Facing nationwide talent shortages, one agency in the behavioral health industry is creating a cohort-based L&D experience to improve performance, recruitment and retention.

The nation is experiencing critical shortages in behavioral health while enduring an increase in the need for human services. Although workforce shortages are a complex matter that will require cross-industry solutions and action with and by state executive offices, legislators, regulators, public and private employers, higher education institutions, state agencies and philanthropic and community organizations, it is critical that human services organizations are able to effectively serve their communities. 

While staff who provide behavioral health services are often highly educated, students who graduate from academic programs often still need capability development beyond their formal education to support their organization’s missions related to serving individuals in the community with mental illness, substance use disorders and developmental disabilities. 

Behavioral health agencies lucky enough to have a professional learning and development team beyond a sole staff member may look to that team to help address those capability gaps. Catalogs of courses, one-off-training programs and unstructured on-the-job coaching are insufficient to address these complex capability areas efficiently or at all. 

That said, the evidence supports blended, cohort-based social learning experiences that actively engage staff in work-related situations, provide the opportunity to reflect on those experiences with others, make space to create meaning from those experiences and facilitate forming principles and generalizations that can be applied to various work-related situations. Moreover, employees are actively seeking L&D experiences that facilitate professional development and career growth. Organizations that can provide well-designed learning and career growth opportunities are more likely to attract and retain their staff and deliver on their missions. 

Workplace academies, also called capability or corporate academies, done right can help bridge performance, recruitment and retention gaps. Creating a workplace academy is a strategic effort focused on addressing a business need or needs. Academies are focused on certain mission-critical or high-need roles in an organization. Because of the time, cost and effort required to build and maintain these academies, organizations must be prudent and intentional about their creation. Those that are instructionally-sound and performance-based stand a greater chance of realizing the benefit of improved performance, recruitment and retention.
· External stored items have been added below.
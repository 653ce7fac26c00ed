//! Rolling EWMA baseline, one per dimension key.
//!
//! Baselines are created lazily the first time a dimension is observed and
//! are never reset within a run: each cycle's update blends into the
//! existing estimate rather than replacing it, so the time series a
//! restarted agent sees is continuous with the one before restart
//! (provided the snapshot is restored).

use crate::models::DimensionKey;
use serde::{Deserialize, Serialize};
use std::collections::HashMap;

use super::{DimensionStats, MIN_SAMPLE_GATE};

/// Exponentially weighted moving average plus variance for one metric.
#[derive(Debug, Clone, Copy, Serialize, Deserialize)]
pub struct Ewma {
    pub mean: f64,
    pub variance: f64,
    initialized: bool,
}

impl Ewma {
    fn new() -> Self {
        Self {
            mean: 0.0,
            variance: 0.0,
            initialized: false,
        }
    }

    fn update(&mut self, x: f64, alpha: f64) {
        if !self.initialized {
            self.mean = x;
            self.variance = 0.0;
            self.initialized = true;
            return;
        }
        let deviation = x - self.mean;
        self.mean = (1.0 - alpha) * self.mean + alpha * x;
        self.variance = (1.0 - alpha) * self.variance + alpha * deviation * deviation;
    }

    /// Z-score of `x` against this baseline. Returns `0.0` if the baseline
    /// has zero variance (avoids dividing by zero on a perfectly flat
    /// series).
    pub fn z_score(&self, x: f64) -> f64 {
        let std_dev = self.variance.sqrt();
        if std_dev < 1e-9 {
            0.0
        } else {
            (x - self.mean) / std_dev
        }
    }
}

/// The rolling baseline for a single dimension: success rate, latency, and
/// retry rate, each with its own EWMA and variance, plus a shared sample
/// count used for the minimum-sample gate.
#[derive(Debug, Clone, Serialize, Deserialize)]
pub struct Baseline {
    pub success_rate: Ewma,
    pub latency_ms: Ewma,
    pub retry_rate: Ewma,
    pub sample_count: u64,
}

impl Baseline {
    fn new() -> Self {
        Self {
            success_rate: Ewma::new(),
            latency_ms: Ewma::new(),
            retry_rate: Ewma::new(),
            sample_count: 0,
        }
    }

    /// Whether this baseline has enough samples for anomaly detection to
    /// be allowed to fire against it.
    pub fn has_min_samples(&self) -> bool {
        self.sample_count >= MIN_SAMPLE_GATE as u64
    }
}

/// Owns every dimension's [`Baseline`] and performs the once-per-cycle
/// EWMA update.
#[derive(Debug, Clone, Serialize, Deserialize)]
pub struct BaselineManager {
    alpha: f64,
    baselines: HashMap<DimensionKey, Baseline>,
}

impl BaselineManager {
    pub fn new(alpha: f64) -> Self {
        Self {
            alpha: alpha.clamp(0.0, 1.0),
            baselines: HashMap::new(),
        }
    }

    /// Restore from a snapshot.
    pub fn restore(alpha: f64, baselines: HashMap<DimensionKey, Baseline>) -> Self {
        Self {
            alpha: alpha.clamp(0.0, 1.0),
            baselines,
        }
    }

    pub fn baselines(&self) -> &HashMap<DimensionKey, Baseline> {
        &self.baselines
    }

    pub fn get(&self, key: &DimensionKey) -> Option<&Baseline> {
        self.baselines.get(key)
    }

    /// Blend this cycle's observed stats into each dimension's baseline.
    /// Creates a new baseline lazily on first sighting; never removes one.
    pub fn update(&mut self, stats: &HashMap<DimensionKey, DimensionStats>) {
        for (key, stat) in stats {
            if stat.total == 0 {
                continue;
            }
            let baseline = self
                .baselines
                .entry(key.clone())
                .or_insert_with(Baseline::new);
            baseline.success_rate.update(stat.success_rate, self.alpha);
            baseline.latency_ms.update(stat.p50_latency_ms, self.alpha);
            baseline.retry_rate.update(stat.avg_retry, self.alpha);
            baseline.sample_count += stat.total as u64;
        }
    }
}

#[cfg(test)]
mod tests {
    use super::*;
    use crate::models::Issuer;

    #[test]
    fn test_baseline_created_lazily_and_persists() {
        let mut manager = BaselineManager::new(0.1);
        assert!(manager.get(&DimensionKey::Global).is_none());

        let mut stats = HashMap::new();
        stats.insert(
            DimensionKey::Global,
            DimensionStats {
                total: 100,
                success_rate: 0.95,
                p50_latency_ms: 200.0,
                p95_latency_ms: 300.0,
                p99_latency_ms: 400.0,
                avg_retry: 0.1,
            },
        );
        manager.update(&stats);
        assert!(manager.get(&DimensionKey::Global).is_some());
        assert!(manager.get(&DimensionKey::Global).unwrap().has_min_samples());
    }

    #[test]
    fn test_baseline_continuity_across_cycles() {
        // P5: baseline EWMA at start of cycle C equals end of cycle C-1.
        let mut manager = BaselineManager::new(0.1);
        let mut stats = HashMap::new();
        stats.insert(
            DimensionKey::Issuer(Issuer::Hdfc),
            DimensionStats {
                total: 60,
                success_rate: 0.9,
                p50_latency_ms: 150.0,
                p95_latency_ms: 250.0,
                p99_latency_ms: 300.0,
                avg_retry: 0.05,
            },
        );
        manager.update(&stats);
        let end_of_cycle_1 = manager.get(&DimensionKey::Issuer(Issuer::Hdfc)).unwrap().success_rate.mean;

        // Start of cycle 2 reads the same value before any new update.
        let start_of_cycle_2 = manager.get(&DimensionKey::Issuer(Issuer::Hdfc)).unwrap().success_rate.mean;
        assert_eq!(end_of_cycle_1, start_of_cycle_2);
    }

    #[test]
    fn test_z_score_against_flat_baseline_is_zero() {
        let ewma = Ewma {
            mean: 0.5,
            variance: 0.0,
            initialized: true,
        };
        assert_eq!(ewma.z_score(0.9), 0.0);
    }
}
Some sample characteristics of a foundational-level behavioral health academy include:

  • Executive sponsorship and championship of the effort.
  • An academy administrator to lead and manage the effort.
  • A dedicated success coach with a background in behavioral health with whom the participants meet each month and to serve as a thought partner with the academy administrator.
  • A strong instructional development team to support instructional design, content creation, multimedia development and learning platform administration.  
  • Involvement of subject matter experts (academy faculty) internal and/or external to the organization to support content development—recorded content development in partnership with the instructional development team is likely to scale much better given other duties of internal SMEs.
  • A curriculum driven by performance needs/objectives and confirmed at multiple levels.
  • Pre- and post-assessments as part of a detailed evaluation plan.
  • Orientation and training of direct supervisors of academy participants to support ongoing coaching via one-on-ones.
  • Orientation of academy participants to set them up for success.
  • Blended content that is preferably organized in a platform that supports cohort-based social learning.
  • Defined plans for further integration beyond the foundational level to include integrative and advanced levels that include more in-depth training in certain clinical practices as well as communities of practice. 

It’s essential to have L&D partnerships with clinical operations to assess the need, conceptualize an approach and build blended cohort-based academies. In this case, a behavioral health academy also has the potential to serve the community beyond one organization and extend to other organizations that lack the resources or bandwidth to build and maintain such programs. Afterall, the public mission is to address the behavioral health needs of the broader community.